A Schmorl's node is defined as a simple endplate intravertebral herniation resulting from trauma or idiopathic causes. Although Schmorl's nodes have been considered clinically insignificant, they might indicate an active symptomatic process or cause serious complications. In this study, we report an interesting case of complete separation of a vertebral body caused by an untreated Schmorl's node accompanying severe osteoporosis. To our knowledge, this is the first clinical report in the published literature to evaluate the complete separation of a vertebral body associated with a Schmorl's node.


The vertebral body may be influenced by herniated intervertebral disc tissue protruding into the vertebral column via fenestrated endplates, forming ectopic deposits of nucleus pulposus material. These deposits are called Schmorl's nodes, and they are regarded as an incidental observation on magnetic resonance imaging (MRI) or plain X-rays of the thoracolumbar spine9,10). Schmorl's nodes are frequent and incidental findings in persons without back pain, and typically, they are usually asymptomatic and do not require surgical treatment4). However, in some cases, they might denote an active symptomatic process and cause serious complications.
In this study, we report a rare case of an untreated Schmorl's node that resulted delayed in complete separation of the vertebral body with a review of the literature.


A 67-year-old female was admitted to our emergency room. She sustained a lower back pain injury after falling from the bed. She had immediate enduring lower back pain, and in the straight leg raising test (free/free), mild stroke tenderness was noted in the lower lumbar area and a slight limitation of postural change occurred because of pain. The pain was relieved when she rested in bed. No sensory or motor deficits of her lower extremities were noticeable. Plain radiographs revealed moderate scoliosis and right hip joint total replacement with an artificial joint. There was a suspicious bony defect at the L4 upper margin (Fig. 1A). Initial dual energy X-ray absorptiometry bone mineral densitometry disclosed severe osteoporotic change (T-score=-4.0). MRI revealed a Schmorl's node at the L4 level with surrounding edematous change (Fig. 1B, C, D). The patient was treated with bed rest, nonsteroidal anti-inflammatory drugs (NSAIDs), and physical therapy for pain relief for 6 months with mild improvement.
Eighteen months later from her initial hospitalization, she visited our institute again due to severe back pain and immobilization. Against our advice, she had taken oral bisphosphonate drug (FOSAMAX®, MSD Pharma Ceutical Co. Ltd., Korea) irregularly. There was no limitation on bilateral straight leg raising with no loss of motor, sensory, or bowel and bladder function. At this time, radiographs of the lumbar spine revealed a loss of lumbar lordosis and schisis of the L4 vertebral body (Fig. 2A). The spinal canal was severely compressed compared with the initial plain film. Repeated MRI disclosed progression of the Schmorl's node, which caused massive protrusion of the L3-4 disc into the vertebral body of L4, spinal stenosis, and near complete separation of the L4 vertebral body (Fig. 2B, C). A subsequent computed tomography scan revealed a complete separation of the vertebral body (Fig. 2D). She was treated with conservative management including NSAIDs, physical therapy, bracing, and mild narcotics without avail. Due to the patient's severe symptoms and serious radiologic findings, she underwent a bone cement augmented percutaneous posterior lumbar interbody fusion in which the fractured L4 body was not filled with bone cement on concerns of leakage (Fig. 3). Her mechanical low back pain was greatly improved immediately after surgery. She was able to stand straight by postoperative day 2 and discharged 10 days after surgery. On the final follow-up 2 years after surgery, she did not complain of any difficulty with household activities.

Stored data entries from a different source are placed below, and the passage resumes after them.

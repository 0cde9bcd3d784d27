// ==========================================
// 劳动时间经济核算系统 - 数据仓储层
// ==========================================
// 红线: Repository 不含业务逻辑
// ==========================================
// 职责: 提供数据访问接口,屏蔽数据库细节
// 约束: 所有查询使用参数化,防止 SQL 注入
// ==========================================

pub mod account_repo;
pub mod company_repo;
pub mod cooperation_repo;
pub mod error;
pub mod member_repo;
pub mod payout_factor_repo;
pub mod plan_draft_repo;
pub mod plan_repo;
pub mod purchase_repo;
pub mod row_utils;
pub mod social_accounting_repo;
pub mod sql_builder;
pub mod transaction_repo;

// 重导出核心仓储
pub use account_repo::AccountRepository;
pub use company_repo::CompanyRepository;
pub use cooperation_repo::CooperationRepository;
pub use error::{RepositoryError, RepositoryResult};
pub use member_repo::MemberRepository;
pub use payout_factor_repo::PayoutFactorRepository;
pub use plan_draft_repo::{DraftUpdate, PlanDraftRepository};
pub use plan_repo::{PlanAggregates, PlanOrdering, PlanQuery, PlanRepository};
pub use purchase_repo::PurchaseRepository;
pub use social_accounting_repo::SocialAccountingRepository;
pub use transaction_repo::{NewTransaction, TransactionRepository};
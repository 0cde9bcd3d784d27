// ==========================================
// 劳动时间经济核算系统 - SQLite 连接初始化
// ==========================================
// 目标:
// - 统一所有 Connection::open 的 PRAGMA 行为
// - 统一 busy_timeout，减少每日结算与交互写入并发时的 busy 错误
// - 统一建表入口（幂等），所有仓储共享同一套 schema
// ==========================================

use rusqlite::Connection;
use rusqlite::OptionalExtension;
use std::time::Duration;

/// 默认 busy_timeout（毫秒）
pub const DEFAULT_BUSY_TIMEOUT_MS: u64 = 5_000;

/// 当前代码所期望的 schema_version
pub const CURRENT_SCHEMA_VERSION: i64 = 1;

/// 时间戳存储格式（与所有仓储一致）
pub const DATETIME_FORMAT: &str = "%Y-%m-%d %H:%M:%S";

/// 配置 SQLite 连接的统一 PRAGMA
///
/// 说明：
/// - foreign_keys 需要“每个连接”单独开启
/// - busy_timeout 需要“每个连接”单独配置
pub fn configure_sqlite_connection(conn: &Connection) -> rusqlite::Result<()> {
    conn.execute_batch("PRAGMA foreign_keys = ON;")?;
    conn.busy_timeout(Duration::from_millis(DEFAULT_BUSY_TIMEOUT_MS))?;
    Ok(())
}

/// 打开 SQLite 连接并应用统一配置
pub fn open_sqlite_connection(db_path: &str) -> rusqlite::Result<Connection> {
    let conn = Connection::open(db_path)?;
    configure_sqlite_connection(&conn)?;
    Ok(conn)
}

/// 打开内存数据库并初始化 schema（测试/模拟用）
pub fn open_in_memory() -> rusqlite::Result<Connection> {
    let conn = Connection::open_in_memory()?;
    configure_sqlite_connection(&conn)?;
    init_schema(&conn)?;
    Ok(conn)
}

/// 读取 schema_version（若表不存在则返回 None）
pub fn read_schema_version(conn: &Connection) -> rusqlite::Result<Option<i64>> {
    let has_table: bool = conn
        .query_row(
            "SELECT 1 FROM sqlite_master WHERE type='table' AND name='schema_version' LIMIT 1",
            [],
            |_row| Ok(true),
        )
        .optional()?
        .unwrap_or(false);

    if !has_table {
        return Ok(None);
    }

    let v: Option<i64> = conn.query_row("SELECT MAX(version) FROM schema_version", [], |row| row.get(0))?;
    Ok(v)
}

/// 初始化数据库 schema（幂等）
///
/// 金额统一以 TEXT 存储（rust_decimal 字符串），避免 REAL 精度误差；
/// 余额在 Rust 侧汇总。
pub fn init_schema(conn: &Connection) -> rusqlite::Result<()> {
    conn.execute_batch(
        r#"
        CREATE TABLE IF NOT EXISTS schema_version (
            version INTEGER PRIMARY KEY,
            applied_at TEXT NOT NULL DEFAULT (datetime('now'))
        );

        CREATE TABLE IF NOT EXISTS config_scope (
            scope_id TEXT PRIMARY KEY,
            scope_type TEXT NOT NULL,
            scope_key TEXT NOT NULL,
            created_at TEXT NOT NULL DEFAULT (datetime('now')),
            UNIQUE(scope_type, scope_key)
        );

        INSERT OR IGNORE INTO config_scope (scope_id, scope_type, scope_key)
        VALUES ('global', 'GLOBAL', 'global');

        CREATE TABLE IF NOT EXISTS config_kv (
            scope_id TEXT NOT NULL REFERENCES config_scope(scope_id) ON DELETE CASCADE,
            key TEXT NOT NULL,
            value TEXT NOT NULL,
            updated_at TEXT NOT NULL DEFAULT (datetime('now')),
            PRIMARY KEY (scope_id, key)
        );

        CREATE TABLE IF NOT EXISTS account (
            account_id TEXT PRIMARY KEY,
            account_type TEXT NOT NULL CHECK(account_type IN ('p', 'r', 'a', 'prd', 'member', 'accounting'))
        );

        CREATE TABLE IF NOT EXISTS ledger_transaction (
            transaction_id TEXT PRIMARY KEY,
            date TEXT NOT NULL,
            sending_account TEXT NOT NULL REFERENCES account(account_id),
            receiving_account TEXT NOT NULL REFERENCES account(account_id),
            amount_sent TEXT NOT NULL,
            amount_received TEXT NOT NULL,
            purpose TEXT NOT NULL,
            plan_id TEXT
        );
        CREATE INDEX IF NOT EXISTS idx_tx_sender ON ledger_transaction(sending_account);
        CREATE INDEX IF NOT EXISTS idx_tx_receiver ON ledger_transaction(receiving_account);
        CREATE INDEX IF NOT EXISTS idx_tx_plan ON ledger_transaction(plan_id);

        CREATE TABLE IF NOT EXISTS social_accounting (
            social_accounting_id TEXT PRIMARY KEY,
            account_id TEXT NOT NULL UNIQUE REFERENCES account(account_id)
        );

        CREATE TABLE IF NOT EXISTS member (
            member_id TEXT PRIMARY KEY,
            name TEXT NOT NULL,
            email TEXT NOT NULL UNIQUE,
            account_id TEXT NOT NULL UNIQUE REFERENCES account(account_id),
            registered_on TEXT NOT NULL,
            confirmed_on TEXT
        );

        CREATE TABLE IF NOT EXISTS company (
            company_id TEXT PRIMARY KEY,
            name TEXT NOT NULL,
            email TEXT NOT NULL UNIQUE,
            means_account TEXT NOT NULL REFERENCES account(account_id),
            raw_material_account TEXT NOT NULL REFERENCES account(account_id),
            work_account TEXT NOT NULL REFERENCES account(account_id),
            product_account TEXT NOT NULL REFERENCES account(account_id),
            registered_on TEXT NOT NULL,
            confirmed_on TEXT
        );

        CREATE TABLE IF NOT EXISTS company_worker (
            company_id TEXT NOT NULL REFERENCES company(company_id) ON DELETE CASCADE,
            member_id TEXT NOT NULL REFERENCES member(member_id) ON DELETE CASCADE,
            PRIMARY KEY (company_id, member_id)
        );

        CREATE TABLE IF NOT EXISTS company_work_invite (
            invite_id TEXT PRIMARY KEY,
            company_id TEXT NOT NULL REFERENCES company(company_id) ON DELETE CASCADE,
            member_id TEXT NOT NULL REFERENCES member(member_id) ON DELETE CASCADE,
            UNIQUE(company_id, member_id)
        );

        CREATE TABLE IF NOT EXISTS plan_draft (
            draft_id TEXT PRIMARY KEY,
            creation_date TEXT NOT NULL,
            planner TEXT NOT NULL REFERENCES company(company_id),
            product_name TEXT NOT NULL,
            unit_of_distribution TEXT NOT NULL,
            amount_produced INTEGER NOT NULL,
            description TEXT NOT NULL,
            timeframe_days INTEGER NOT NULL,
            is_public_service INTEGER NOT NULL DEFAULT 0,
            labour_cost TEXT NOT NULL,
            resource_cost TEXT NOT NULL,
            means_cost TEXT NOT NULL
        );
        CREATE INDEX IF NOT EXISTS idx_plan_draft_planner ON plan_draft(planner);

        CREATE TABLE IF NOT EXISTS cooperation (
            cooperation_id TEXT PRIMARY KEY,
            creation_date TEXT NOT NULL,
            name TEXT NOT NULL,
            definition TEXT NOT NULL
        );

        CREATE TABLE IF NOT EXISTS coordination_tenure (
            tenure_id TEXT PRIMARY KEY,
            company_id TEXT NOT NULL REFERENCES company(company_id),
            cooperation_id TEXT NOT NULL REFERENCES cooperation(cooperation_id) ON DELETE CASCADE,
            start_date TEXT NOT NULL
        );
        CREATE INDEX IF NOT EXISTS idx_tenure_coop ON coordination_tenure(cooperation_id, start_date);

        CREATE TABLE IF NOT EXISTS coordination_transfer_request (
            request_id TEXT PRIMARY KEY,
            requesting_tenure TEXT NOT NULL REFERENCES coordination_tenure(tenure_id),
            candidate TEXT NOT NULL REFERENCES company(company_id),
            request_date TEXT NOT NULL,
            is_closed INTEGER NOT NULL DEFAULT 0
        );

        CREATE TABLE IF NOT EXISTS plan (
            plan_id TEXT PRIMARY KEY,
            creation_date TEXT NOT NULL,
            planner TEXT NOT NULL REFERENCES company(company_id),
            product_name TEXT NOT NULL,
            unit_of_distribution TEXT NOT NULL,
            amount_produced INTEGER NOT NULL,
            description TEXT NOT NULL,
            timeframe_days INTEGER NOT NULL,
            is_public_service INTEGER NOT NULL DEFAULT 0,
            labour_cost TEXT NOT NULL,
            resource_cost TEXT NOT NULL,
            means_cost TEXT NOT NULL,
            approval_date TEXT,
            approval_reason TEXT,
            activation_date TEXT,
            is_active INTEGER NOT NULL DEFAULT 0,
            expired INTEGER NOT NULL DEFAULT 0,
            active_days INTEGER,
            payout_count INTEGER NOT NULL DEFAULT 0,
            requested_cooperation TEXT REFERENCES cooperation(cooperation_id),
            cooperation TEXT REFERENCES cooperation(cooperation_id),
            is_available INTEGER NOT NULL DEFAULT 1,
            hidden_by_user INTEGER NOT NULL DEFAULT 0
        );
        CREATE INDEX IF NOT EXISTS idx_plan_planner ON plan(planner);
        CREATE INDEX IF NOT EXISTS idx_plan_active ON plan(is_active);
        CREATE INDEX IF NOT EXISTS idx_plan_cooperation ON plan(cooperation);

        CREATE TABLE IF NOT EXISTS purchase (
            purchase_id TEXT PRIMARY KEY,
            purchase_date TEXT NOT NULL,
            plan_id TEXT NOT NULL REFERENCES plan(plan_id),
            buyer TEXT NOT NULL,
            is_buyer_a_member INTEGER NOT NULL,
            price_per_unit TEXT NOT NULL,
            amount INTEGER NOT NULL,
            purpose TEXT NOT NULL CHECK(purpose IN ('means_of_prod', 'raw_materials', 'consumption'))
        );
        CREATE INDEX IF NOT EXISTS idx_purchase_buyer ON purchase(buyer);

        CREATE TABLE IF NOT EXISTS payout_factor (
            payout_factor_id INTEGER PRIMARY KEY AUTOINCREMENT,
            calculation_date TEXT NOT NULL,
            value TEXT NOT NULL
        );
        CREATE INDEX IF NOT EXISTS idx_payout_factor_date ON payout_factor(calculation_date);
        "#,
    )?;

    conn.execute(
        "INSERT OR IGNORE INTO schema_version (version) VALUES (?1)",
        [CURRENT_SCHEMA_VERSION],
    )?;

    Ok(())
}

#[cfg(test)]
mod tests {
    use super::*;

    #[test]
    fn test_init_schema_幂等() {
        let conn = Connection::open_in_memory().unwrap();
        configure_sqlite_connection(&conn).unwrap();
        init_schema(&conn).unwrap();
        init_schema(&conn).unwrap();

        assert_eq!(read_schema_version(&conn).unwrap(), Some(CURRENT_SCHEMA_VERSION));
    }

    #[test]
    fn test_read_schema_version_无表返回none() {
        let conn = Connection::open_in_memory().unwrap();
        assert_eq!(read_schema_version(&conn).unwrap(), None);
    }
}
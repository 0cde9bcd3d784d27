// ==========================================
// 劳动时间经济核算系统 - 价格计算
// ==========================================
// 个体价格 = 总成本 / 产量（公共服务为 0）
// 合作价格 = 同一合作中当前活跃计划个体价格的算术平均
// ==========================================

use crate::domain::plan::Plan;
use crate::engine::datetime::DatetimeService;
use crate::engine::error::{EngineError, EngineResult};
use crate::repository::{PlanQuery, PlanRepository};
use rust_decimal::Decimal;
use std::sync::Arc;

pub struct PriceCalculator {
    plan_repo: Arc<PlanRepository>,
    datetime: Arc<dyn DatetimeService>,
}

impl PriceCalculator {
    pub fn new(plan_repo: Arc<PlanRepository>, datetime: Arc<dyn DatetimeService>) -> Self {
        Self {
            plan_repo,
            datetime,
        }
    }

    /// 单位个体价格
    pub fn calculate_individual_price(plan: &Plan) -> EngineResult<Decimal> {
        if plan.is_public_service {
            return Ok(Decimal::ZERO);
        }
        if plan.amount_produced <= 0 {
            return Err(EngineError::NonPositiveAmount {
                plan_id: plan.id,
                amount: plan.amount_produced,
            });
        }
        Ok(plan.costs.total_cost() / Decimal::from(plan.amount_produced))
    }

    /// 单位合作价格
    pub fn calculate_cooperative_price(&self, plan: &Plan) -> EngineResult<Decimal> {
        if plan.is_public_service {
            return Ok(Decimal::ZERO);
        }
        let individual = Self::calculate_individual_price(plan)?;
        let cooperation = match plan.cooperation {
            Some(c) => c,
            None => return Ok(individual),
        };

        let now = self.datetime.now();
        let members = self.plan_repo.query_plans(
            &PlanQuery::new()
                .that_are_part_of_cooperation(cooperation)
                .that_are_active_as_of(now),
        )?;
        if members.is_empty() {
            return Ok(individual);
        }

        let mut total = Decimal::ZERO;
        for member in &members {
            total += Self::calculate_individual_price(member)?;
        }
        Ok(total / Decimal::from(members.len()))
    }
}
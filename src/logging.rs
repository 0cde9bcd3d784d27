// ==========================================
// 日志系统初始化
// ==========================================
// 使用 tracing 和 tracing-subscriber
// 支持环境变量配置日志级别
// ==========================================

use tracing_subscriber::{fmt, EnvFilter};

/// 初始化日志系统
///
/// # 环境变量
/// - RUST_LOG: 日志级别过滤器（默认: info）
///   例如: RUST_LOG=debug 或 RUST_LOG=labour_ledger=trace
/// - LABOUR_LEDGER_LOG_JSON: 非空时输出 JSON 行（便于守护进程采集）
///
/// # 示例
/// ```no_run
/// use labour_ledger::logging;
/// logging::init();
/// ```
pub fn init() {
    let filter = EnvFilter::try_from_default_env()
        .unwrap_or_else(|_| EnvFilter::new("info"));

    let json = std::env::var("LABOUR_LEDGER_LOG_JSON")
        .map(|v| !v.trim().is_empty())
        .unwrap_or(false);

    if json {
        fmt()
            .json()
            .with_env_filter(filter)
            .with_target(true)
            .init();
    } else {
        fmt()
            .with_env_filter(filter)
            .with_target(true)
            .with_thread_ids(false)
            .with_line_number(true)
            .init();
    }
}

/// 初始化测试环境的日志系统
///
/// 使用更详细的日志级别，便于调试
pub fn init_test() {
    let _ = fmt()
        .with_env_filter(EnvFilter::new("debug"))
        .with_test_writer()
        .try_init();
}
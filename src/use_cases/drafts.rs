// ==========================================
// 劳动时间经济核算系统 - 计划草稿
// ==========================================
// 草稿可自由修改，批准后成为计划
// 校验: 成本非负、产量为正、周期在 1..=max_timeframe_days
// ==========================================

use crate::config::ConfigManager;
use crate::domain::plan::{PlanDraft, ProductionCosts};
use crate::engine::datetime::DatetimeService;
use crate::engine::repositories::LedgerRepositories;
use crate::repository::error::{RepositoryError, RepositoryResult};
use crate::repository::DraftUpdate;
use rust_decimal::Decimal;
use serde::{Deserialize, Serialize};
use std::sync::Arc;
use thiserror::Error;
use tracing::info;
use uuid::Uuid;

#[derive(Error, Debug)]
pub enum DraftError {
    #[error("计划方不存在: {0}")]
    PlannerNotFound(Uuid),

    #[error("草稿不存在: {0}")]
    DraftNotFound(Uuid),

    #[error("只有计划方可以操作草稿")]
    NotPlanner,

    #[error("成本不能为负")]
    NegativeCosts,

    #[error("产量必须为正: {0}")]
    NonPositiveAmount(i64),

    #[error("计划周期必须在 1 到 {max} 天之间: {value}")]
    TimeframeOutOfRange { value: i64, max: i64 },

    #[error(transparent)]
    Repository(#[from] RepositoryError),
}

/// 新建草稿请求
#[derive(Debug, Clone, Deserialize)]
pub struct CreateDraftRequest {
    pub planner: Uuid,
    pub product_name: String,
    pub unit_of_distribution: String,
    pub amount_produced: i64,
    pub description: String,
    pub timeframe_days: i64,
    pub is_public_service: bool,
    pub labour_cost: Decimal,
    pub resource_cost: Decimal,
    pub means_cost: Decimal,
}

fn validate_draft(draft: &PlanDraft, max_timeframe_days: i64) -> Result<(), DraftError> {
    if draft.costs.has_negative_component() {
        return Err(DraftError::NegativeCosts);
    }
    if draft.amount_produced <= 0 {
        return Err(DraftError::NonPositiveAmount(draft.amount_produced));
    }
    if draft.timeframe_days < 1 || draft.timeframe_days > max_timeframe_days {
        return Err(DraftError::TimeframeOutOfRange {
            value: draft.timeframe_days,
            max: max_timeframe_days,
        });
    }
    Ok(())
}

/// 读取草稿并确认请求方是计划方
fn draft_of_planner(
    repos: &LedgerRepositories,
    draft_id: &Uuid,
    requester: &Uuid,
) -> Result<PlanDraft, DraftError> {
    let draft = repos
        .plan_draft_repo
        .get_draft(draft_id)?
        .ok_or(DraftError::DraftNotFound(*draft_id))?;
    if draft.planner != *requester {
        return Err(DraftError::NotPlanner);
    }
    Ok(draft)
}

// ==========================================
// CreatePlanDraft
// ==========================================
pub struct CreatePlanDraft {
    repos: LedgerRepositories,
    config: Arc<ConfigManager>,
    datetime: Arc<dyn DatetimeService>,
}

impl CreatePlanDraft {
    pub fn new(
        repos: LedgerRepositories,
        config: Arc<ConfigManager>,
        datetime: Arc<dyn DatetimeService>,
    ) -> Self {
        Self {
            repos,
            config,
            datetime,
        }
    }

    /// 返回草稿 id
    pub fn execute(&self, request: CreateDraftRequest) -> Result<Uuid, DraftError> {
        if self.repos.company_repo.find_by_id(&request.planner)?.is_none() {
            return Err(DraftError::PlannerNotFound(request.planner));
        }
        let draft = PlanDraft {
            id: Uuid::new_v4(),
            creation_date: self.datetime.now(),
            planner: request.planner,
            product_name: request.product_name,
            unit_of_distribution: request.unit_of_distribution,
            amount_produced: request.amount_produced,
            description: request.description,
            timeframe_days: request.timeframe_days,
            is_public_service: request.is_public_service,
            costs: ProductionCosts::new(request.labour_cost, request.resource_cost, request.means_cost),
        };
        validate_draft(&draft, self.config.get_max_timeframe_days()?)?;
        self.repos.plan_draft_repo.create_plan_draft(&draft)?;
        info!(draft_id = %draft.id, planner = %draft.planner, "计划草稿已创建");
        Ok(draft.id)
    }
}

// ==========================================
// UpdatePlanDraft
// ==========================================
pub struct UpdatePlanDraft {
    repos: LedgerRepositories,
    config: Arc<ConfigManager>,
}

impl UpdatePlanDraft {
    pub fn new(repos: LedgerRepositories, config: Arc<ConfigManager>) -> Self {
        Self { repos, config }
    }

    pub fn execute(
        &self,
        requester: Uuid,
        draft_id: Uuid,
        update: &DraftUpdate,
    ) -> Result<PlanDraft, DraftError> {
        let draft = draft_of_planner(&self.repos, &draft_id, &requester)?;
        if update.is_empty() {
            return Ok(draft);
        }
        let updated = update.apply_to(&draft);
        validate_draft(&updated, self.config.get_max_timeframe_days()?)?;
        self.repos.plan_draft_repo.save_draft(&updated)?;
        info!(draft_id = %draft_id, "计划草稿已更新");
        Ok(updated)
    }
}

// ==========================================
// DeletePlanDraft
// ==========================================
pub struct DeletePlanDraft {
    repos: LedgerRepositories,
}

impl DeletePlanDraft {
    pub fn new(repos: LedgerRepositories) -> Self {
        Self { repos }
    }

    /// 返回被删除草稿的产品名
    pub fn execute(&self, requester: Uuid, draft_id: Uuid) -> Result<String, DraftError> {
        let draft = draft_of_planner(&self.repos, &draft_id, &requester)?;
        self.repos.plan_draft_repo.delete_draft(&draft_id)?;
        info!(draft_id = %draft_id, "计划草稿已删除");
        Ok(draft.product_name)
    }
}

// ==========================================
// ListDraftsOfCompany / GetDraftDetails
// ==========================================
#[derive(Debug, Clone, PartialEq, Serialize)]
pub struct DraftSummary {
    pub id: Uuid,
    pub creation_date: chrono::NaiveDateTime,
    pub product_name: String,
    pub description: String,
}

pub struct ListDraftsOfCompany {
    repos: LedgerRepositories,
}

impl ListDraftsOfCompany {
    pub fn new(repos: LedgerRepositories) -> Self {
        Self { repos }
    }

    pub fn execute(&self, company: Uuid) -> RepositoryResult<Vec<DraftSummary>> {
        Ok(self
            .repos
            .plan_draft_repo
            .find_by_planner(&company)?
            .into_iter()
            .map(|d| DraftSummary {
                id: d.id,
                creation_date: d.creation_date,
                product_name: d.product_name,
                description: d.description,
            })
            .collect())
    }
}

pub struct GetDraftDetails {
    repos: LedgerRepositories,
}

impl GetDraftDetails {
    pub fn new(repos: LedgerRepositories) -> Self {
        Self { repos }
    }

    pub fn execute(&self, draft_id: Uuid) -> RepositoryResult<Option<PlanDraft>> {
        self.repos.plan_draft_repo.get_draft(&draft_id)
    }
}

#[cfg(test)]
mod tests {
    use super::*;
    use chrono::NaiveDate;

    fn draft(amount: i64, timeframe: i64, labour: i64) -> PlanDraft {
        PlanDraft {
            id: Uuid::new_v4(),
            creation_date: NaiveDate::from_ymd_opt(2022, 3, 1)
                .unwrap()
                .and_hms_opt(9, 0, 0)
                .unwrap(),
            planner: Uuid::new_v4(),
            product_name: "Brot".to_string(),
            unit_of_distribution: "Laib".to_string(),
            amount_produced: amount,
            description: "".to_string(),
            timeframe_days: timeframe,
            is_public_service: false,
            costs: ProductionCosts::new(Decimal::from(labour), Decimal::ONE, Decimal::ONE),
        }
    }

    #[test]
    fn test_合法草稿通过校验() {
        assert!(validate_draft(&draft(10, 7, 5), 365).is_ok());
        assert!(validate_draft(&draft(1, 365, 0), 365).is_ok());
    }

    #[test]
    fn test_负成本被拒绝() {
        assert!(matches!(
            validate_draft(&draft(10, 7, -1), 365),
            Err(DraftError::NegativeCosts)
        ));
    }

    #[test]
    fn test_产量与周期校验() {
        assert!(matches!(
            validate_draft(&draft(0, 7, 1), 365),
            Err(DraftError::NonPositiveAmount(0))
        ));
        assert!(matches!(
            validate_draft(&draft(5, 0, 1), 365),
            Err(DraftError::TimeframeOutOfRange { value: 0, max: 365 })
        ));
        assert!(matches!(
            validate_draft(&draft(5, 366, 1), 365),
            Err(DraftError::TimeframeOutOfRange { value: 366, .. })
        ));
    }
}
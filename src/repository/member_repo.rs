// ==========================================
// 劳动时间经济核算系统 - 成员仓储
// ==========================================
// 红线: Repository 不含业务逻辑
// ==========================================

use crate::domain::user::Member;
use crate::repository::error::{RepositoryError, RepositoryResult};
use crate::repository::row_utils::{fmt_datetime, get_datetime, get_opt_datetime, get_uuid};
use chrono::NaiveDateTime;
use rusqlite::{params, Connection, OptionalExtension, Row};
use std::sync::{Arc, Mutex, MutexGuard};
use uuid::Uuid;

const SELECT_COLUMNS: &str =
    "SELECT member_id, name, email, account_id, registered_on, confirmed_on FROM member";

pub struct MemberRepository {
    conn: Arc<Mutex<Connection>>,
}

impl MemberRepository {
    pub fn new(conn: Arc<Mutex<Connection>>) -> Self {
        Self { conn }
    }

    fn get_conn(&self) -> RepositoryResult<MutexGuard<'_, Connection>> {
        self.conn
            .lock()
            .map_err(|e| RepositoryError::LockError(e.to_string()))
    }

    pub fn find_by_id(&self, member_id: &Uuid) -> RepositoryResult<Option<Member>> {
        self.find_one("member_id = ?1", &member_id.to_string())
    }

    pub fn find_by_email(&self, email: &str) -> RepositoryResult<Option<Member>> {
        self.find_one("email = ?1", email)
    }

    fn find_one(&self, condition: &str, value: &str) -> RepositoryResult<Option<Member>> {
        let conn = self.get_conn()?;
        let sql = format!("{} WHERE {}", SELECT_COLUMNS, condition);
        let member = conn.query_row(&sql, params![value], map_member_row).optional()?;
        Ok(member)
    }

    /// 确认注册
    pub fn confirm_member(&self, member_id: &Uuid, confirmed_on: NaiveDateTime) -> RepositoryResult<()> {
        let conn = self.get_conn()?;
        let affected = conn.execute(
            "UPDATE member SET confirmed_on = ?1 WHERE member_id = ?2",
            params![fmt_datetime(&confirmed_on), member_id.to_string()],
        )?;
        if affected == 0 {
            return Err(RepositoryError::not_found("Member", member_id));
        }
        Ok(())
    }

    pub fn count_registered_members(&self) -> RepositoryResult<i64> {
        let conn = self.get_conn()?;
        let count = conn.query_row("SELECT COUNT(*) FROM member", [], |row| row.get(0))?;
        Ok(count)
    }

    /// 企业的全部员工，按姓名排序
    pub fn find_workers_of_company(&self, company_id: &Uuid) -> RepositoryResult<Vec<Member>> {
        let conn = self.get_conn()?;
        let mut stmt = conn.prepare(
            r#"SELECT m.member_id, m.name, m.email, m.account_id, m.registered_on, m.confirmed_on
               FROM member m
               JOIN company_worker w ON w.member_id = m.member_id
               WHERE w.company_id = ?1
               ORDER BY m.name ASC"#,
        )?;
        let members = stmt
            .query_map(params![company_id.to_string()], map_member_row)?
            .collect::<rusqlite::Result<Vec<_>>>()?;
        Ok(members)
    }
}

pub(crate) fn insert_member(conn: &Connection, member: &Member) -> RepositoryResult<()> {
    conn.execute(
        r#"INSERT INTO member (member_id, name, email, account_id, registered_on, confirmed_on)
           VALUES (?1, ?2, ?3, ?4, ?5, ?6)"#,
        params![
            member.id.to_string(),
            member.name,
            member.email,
            member.account.to_string(),
            fmt_datetime(&member.registered_on),
            member.confirmed_on.as_ref().map(fmt_datetime),
        ],
    )?;
    Ok(())
}

pub(crate) fn map_member_row(row: &Row<'_>) -> rusqlite::Result<Member> {
    Ok(Member {
        id: get_uuid(row, 0)?,
        name: row.get(1)?,
        email: row.get(2)?,
        account: get_uuid(row, 3)?,
        registered_on: get_datetime(row, 4)?,
        confirmed_on: get_opt_datetime(row, 5)?,
    })
}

Complete separation of the vertebral body associated with a Schmorl's node1,2). The underlying pathologic lesion is usually a breach in the endplate that permits herniation of disc material into the spongiosa. Theories concerning the pathologic origin of Schmorl's nodes include developmental, degenerative, pathologic, and traumatic causes. Although it is generally accepted that Schmorl's nodes may occur due to minor trauma, to our knowledge, there are no reports in the literature that clearly delineate the cause to be traumatic3).
In our case, the patient had severe osteoporosis and history of a recent fall. Although Schmorl's nodes are relatively common findings in persons without back pain, are typically asymptomatic, and generally do not require treatment, they are sometimes related to spinal tenderness. Symptomatic Schmorl's nodes represent a fresh fracture of the vertebral endplate, frequently in the posterior portion, which allows vertical disc herniation and nuclear migration, and this might cause the diffuse lower back pain without associated radicular findings often observed in transverse-type herniation12). Patients with symptomatic Schmorl's nodes may have pain on percussion and manual compression of the vertebra similar to that of a traumatic compression fracture. In a study by Hamanish et al.5) Schmorl's nodes, which showed abnormal signal intensity on MRI were found to be more frequently in patients with back pain.
Additionally, Takahashi et al.11) recently discovered an interrelation of MRI findings for patients with symptomatic and asymptomatic Schmorl's nodes. They observed a similar appearance in the two groups on plain radiographs, but on MRI, the vertebral body bone marrow surrounding the invaginated node was characterized by a low-intensity signal on T1-weighted sequences and a high-intensity signal on T2-weighted images in symptomatic patients, which were reflective of the bone marrow edema and inflammation often observed in cases of compression fracture.
Clinically, Schmorl's nodes are usually considered asymptomatic. However, in symptomatic patients, such as our patient, the first therapeutic approach should be conservative treatment with pain control (e.g., medication, physical therapy, bracing). If the conservative treatment is ineffective, then surgical treatment should be considered.
Masala et al.8) reported that vertebroplasty, a minimally invasive percutaneous injection of acrylic cement within the vertebral body, can be a possible alternative approach to treating a painful Schmorl's node refractory to conservative therapy such as that associated with a chronic symptomatic osteoporotic compression fracture7).
Hasegawa et al.6) also reported the complete eradication of an intervertebral disc containing a Schmorl's node and lumbar interbody fusion to resolve the painful Schmorl's node. In our case, despite the presence of a symptomatic Schmorl's node, only conservative treatment was applied initially as requested by the patient. Unfortunately, the symptomatic Schmorl's node consequently caused complete separation of the vertebral body over the following year. The patient required surgery because of incapacitating lower back pain and concurrent spinal stenosis that led to progressive neurologic dysfunction.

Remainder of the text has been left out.